_Instructions for the task_
Give back all of the data unchanged. Keep every word as it is.

[Opening Source data section]

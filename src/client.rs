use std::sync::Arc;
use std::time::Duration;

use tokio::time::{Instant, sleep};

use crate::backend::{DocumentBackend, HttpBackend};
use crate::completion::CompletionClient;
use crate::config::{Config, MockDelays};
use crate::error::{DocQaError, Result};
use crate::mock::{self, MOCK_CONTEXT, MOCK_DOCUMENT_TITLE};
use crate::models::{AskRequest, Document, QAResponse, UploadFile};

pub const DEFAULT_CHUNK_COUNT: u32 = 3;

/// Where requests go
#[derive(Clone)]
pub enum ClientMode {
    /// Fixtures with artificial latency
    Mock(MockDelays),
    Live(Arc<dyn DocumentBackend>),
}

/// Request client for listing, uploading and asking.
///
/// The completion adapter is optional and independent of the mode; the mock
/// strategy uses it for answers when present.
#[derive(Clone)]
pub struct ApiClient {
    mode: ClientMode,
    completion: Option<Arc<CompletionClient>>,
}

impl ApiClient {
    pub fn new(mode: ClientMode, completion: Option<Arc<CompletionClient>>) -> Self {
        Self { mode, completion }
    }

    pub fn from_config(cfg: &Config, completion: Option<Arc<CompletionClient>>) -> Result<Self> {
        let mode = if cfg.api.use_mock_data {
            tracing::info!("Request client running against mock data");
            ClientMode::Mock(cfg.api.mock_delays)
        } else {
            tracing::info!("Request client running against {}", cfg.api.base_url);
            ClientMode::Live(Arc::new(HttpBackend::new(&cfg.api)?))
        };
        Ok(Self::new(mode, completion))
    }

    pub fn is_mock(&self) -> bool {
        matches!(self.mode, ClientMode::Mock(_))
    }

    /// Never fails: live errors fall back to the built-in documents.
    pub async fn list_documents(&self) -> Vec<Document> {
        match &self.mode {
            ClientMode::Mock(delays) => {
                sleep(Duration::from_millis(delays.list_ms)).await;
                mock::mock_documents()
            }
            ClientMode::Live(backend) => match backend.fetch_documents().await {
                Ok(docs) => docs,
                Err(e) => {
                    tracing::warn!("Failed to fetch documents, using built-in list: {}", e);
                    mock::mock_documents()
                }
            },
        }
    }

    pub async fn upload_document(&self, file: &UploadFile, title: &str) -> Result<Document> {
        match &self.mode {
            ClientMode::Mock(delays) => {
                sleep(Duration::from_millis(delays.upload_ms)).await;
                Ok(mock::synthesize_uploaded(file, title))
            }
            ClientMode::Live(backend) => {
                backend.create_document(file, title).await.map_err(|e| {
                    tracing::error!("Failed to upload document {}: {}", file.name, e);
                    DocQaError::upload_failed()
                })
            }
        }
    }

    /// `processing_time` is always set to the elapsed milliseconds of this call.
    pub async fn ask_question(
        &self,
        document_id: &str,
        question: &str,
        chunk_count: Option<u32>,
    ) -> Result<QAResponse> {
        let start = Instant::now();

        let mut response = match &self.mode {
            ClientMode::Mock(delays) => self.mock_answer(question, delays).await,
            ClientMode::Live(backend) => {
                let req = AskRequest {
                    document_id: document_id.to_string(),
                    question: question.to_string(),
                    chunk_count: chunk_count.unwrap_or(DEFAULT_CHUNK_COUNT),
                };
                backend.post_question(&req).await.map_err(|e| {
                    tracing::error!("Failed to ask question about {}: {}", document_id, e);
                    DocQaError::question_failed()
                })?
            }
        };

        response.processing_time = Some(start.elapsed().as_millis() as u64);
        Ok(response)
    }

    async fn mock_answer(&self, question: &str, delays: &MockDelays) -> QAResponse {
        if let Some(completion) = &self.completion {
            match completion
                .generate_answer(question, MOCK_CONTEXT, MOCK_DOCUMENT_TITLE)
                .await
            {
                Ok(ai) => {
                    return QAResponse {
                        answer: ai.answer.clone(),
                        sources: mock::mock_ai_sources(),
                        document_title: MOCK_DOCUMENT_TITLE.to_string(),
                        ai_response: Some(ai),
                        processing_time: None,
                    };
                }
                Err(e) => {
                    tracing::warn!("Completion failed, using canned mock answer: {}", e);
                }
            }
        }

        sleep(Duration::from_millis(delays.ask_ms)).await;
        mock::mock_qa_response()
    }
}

[Closing Source data section]

_Answer to the exercise_
filename src/client.rs
use std::sync::Arc;
use std::time::Duration;

use tokio::time::{Instant, sleep};

use crate::backend::{DocumentBackend, HttpBackend};
use crate::completion::CompletionClient;
use crate::config::{Config, MockDelays};
use crate::error::{DocQaError, Result};
use crate::mock::{self, MOCK_CONTEXT, MOCK_DOCUMENT_TITLE};
use crate::models::{AskRequest, Document, QAResponse, UploadFile};

pub const DEFAULT_CHUNK_COUNT: u32 = 3;

/// Where requests go
#[derive(Clone)]
pub enum ClientMode {
    /// Fixtures with artificial latency
    Mock(MockDelays),
    Live(Arc<dyn DocumentBackend>),
}

/// Request client for listing, uploading and asking.
///
/// The completion adapter is optional and independent of the mode; the mock
/// strategy uses it for answers when present.
#[derive(Clone)]
pub struct ApiClient {
    mode: ClientMode,
    completion: Option<Arc<CompletionClient>>,
}

impl ApiClient {
    pub fn new(mode: ClientMode, completion: Option<Arc<CompletionClient>>) -> Self {
        Self { mode, completion }
    }

    pub fn from_config(cfg: &Config, completion: Option<Arc<CompletionClient>>) -> Result<Self> {
        let mode = if cfg.api.use_mock_data {
            tracing::info!("Request client running against mock data");
            ClientMode::Mock(cfg.api.mock_delays)
        } else {
            tracing::info!("Request client running against {}", cfg.api.base_url);
            ClientMode::Live(Arc::new(HttpBackend::new(&cfg.api)?))
        };
        Ok(Self::new(mode, completion))
    }

    pub fn is_mock(&self) -> bool {
        matches!(self.mode, ClientMode::Mock(_))
    }

    /// Never fails: live errors fall back to the built-in documents.
    pub async fn list_documents(&self) -> Vec<Document> {
        match &self.mode {
            ClientMode::Mock(delays) => {
                sleep(Duration::from_millis(delays.list_ms)).await;
                mock::mock_documents()
            }
            ClientMode::Live(backend) => match backend.fetch_documents().await {
                Ok(docs) => docs,
                Err(e) => {
                    tracing::warn!("Failed to fetch documents, using built-in list: {}", e);
                    mock::mock_documents()
                }
            },
        }
    }

    pub async fn upload_document(&self, file: &UploadFile, title: &str) -> Result<Document> {
        match &self.mode {
            ClientMode::Mock(delays) => {
                sleep(Duration::from_millis(delays.upload_ms)).await;
                Ok(mock::synthesize_uploaded(file, title))
            }
            ClientMode::Live(backend) => {
                backend.create_document(file, title).await.map_err(|e| {
                    tracing::error!("Failed to upload document {}: {}", file.name, e);
                    DocQaError::upload_failed()
                })
            }
        }
    }

    /// `processing_time` is always set to the elapsed milliseconds of this call.
    pub async fn ask_question(
        &self,
        document_id: &str,
        question: &str,
        chunk_count: Option<u32>,
    ) -> Result<QAResponse> {
        let start = Instant::now();

        let mut response = match &self.mode {
            ClientMode::Mock(delays) => self.mock_answer(question, delays).await,
            ClientMode::Live(backend) => {
                let req = AskRequest {
                    document_id: document_id.to_string(),
                    question: question.to_string(),
                    chunk_count: chunk_count.unwrap_or(DEFAULT_CHUNK_COUNT),
                };
                backend.post_question(&req).await.map_err(|e| {
                    tracing::error!("Failed to ask question about {}: {}", document_id, e);
                    DocQaError::question_failed()
                })?
            }
        };

        response.processing_time = Some(start.elapsed().as_millis() as u64);
        Ok(response)
    }

    async fn mock_answer(&self, question: &str, delays: &MockDelays) -> QAResponse {
        if let Some(completion) = &self.completion {
            match completion
                .generate_answer(question, MOCK_CONTEXT, MOCK_DOCUMENT_TITLE)
                .await
            {
                Ok(ai) => {
                    return QAResponse {
                        answer: ai.answer.clone(),
                        sources: mock::mock_ai_sources(),
                        document_title: MOCK_DOCUMENT_TITLE.to_string(),
                        ai_response: Some(ai),
                        processing_time: None,
                    };
                }
                Err(e) => {
                    tracing::warn!("Completion failed, using canned mock answer: {}", e);
                }
            }
        }

        sleep(Duration::from_millis(delays.ask_ms)).await;
        mock::mock_qa_response()
    }
}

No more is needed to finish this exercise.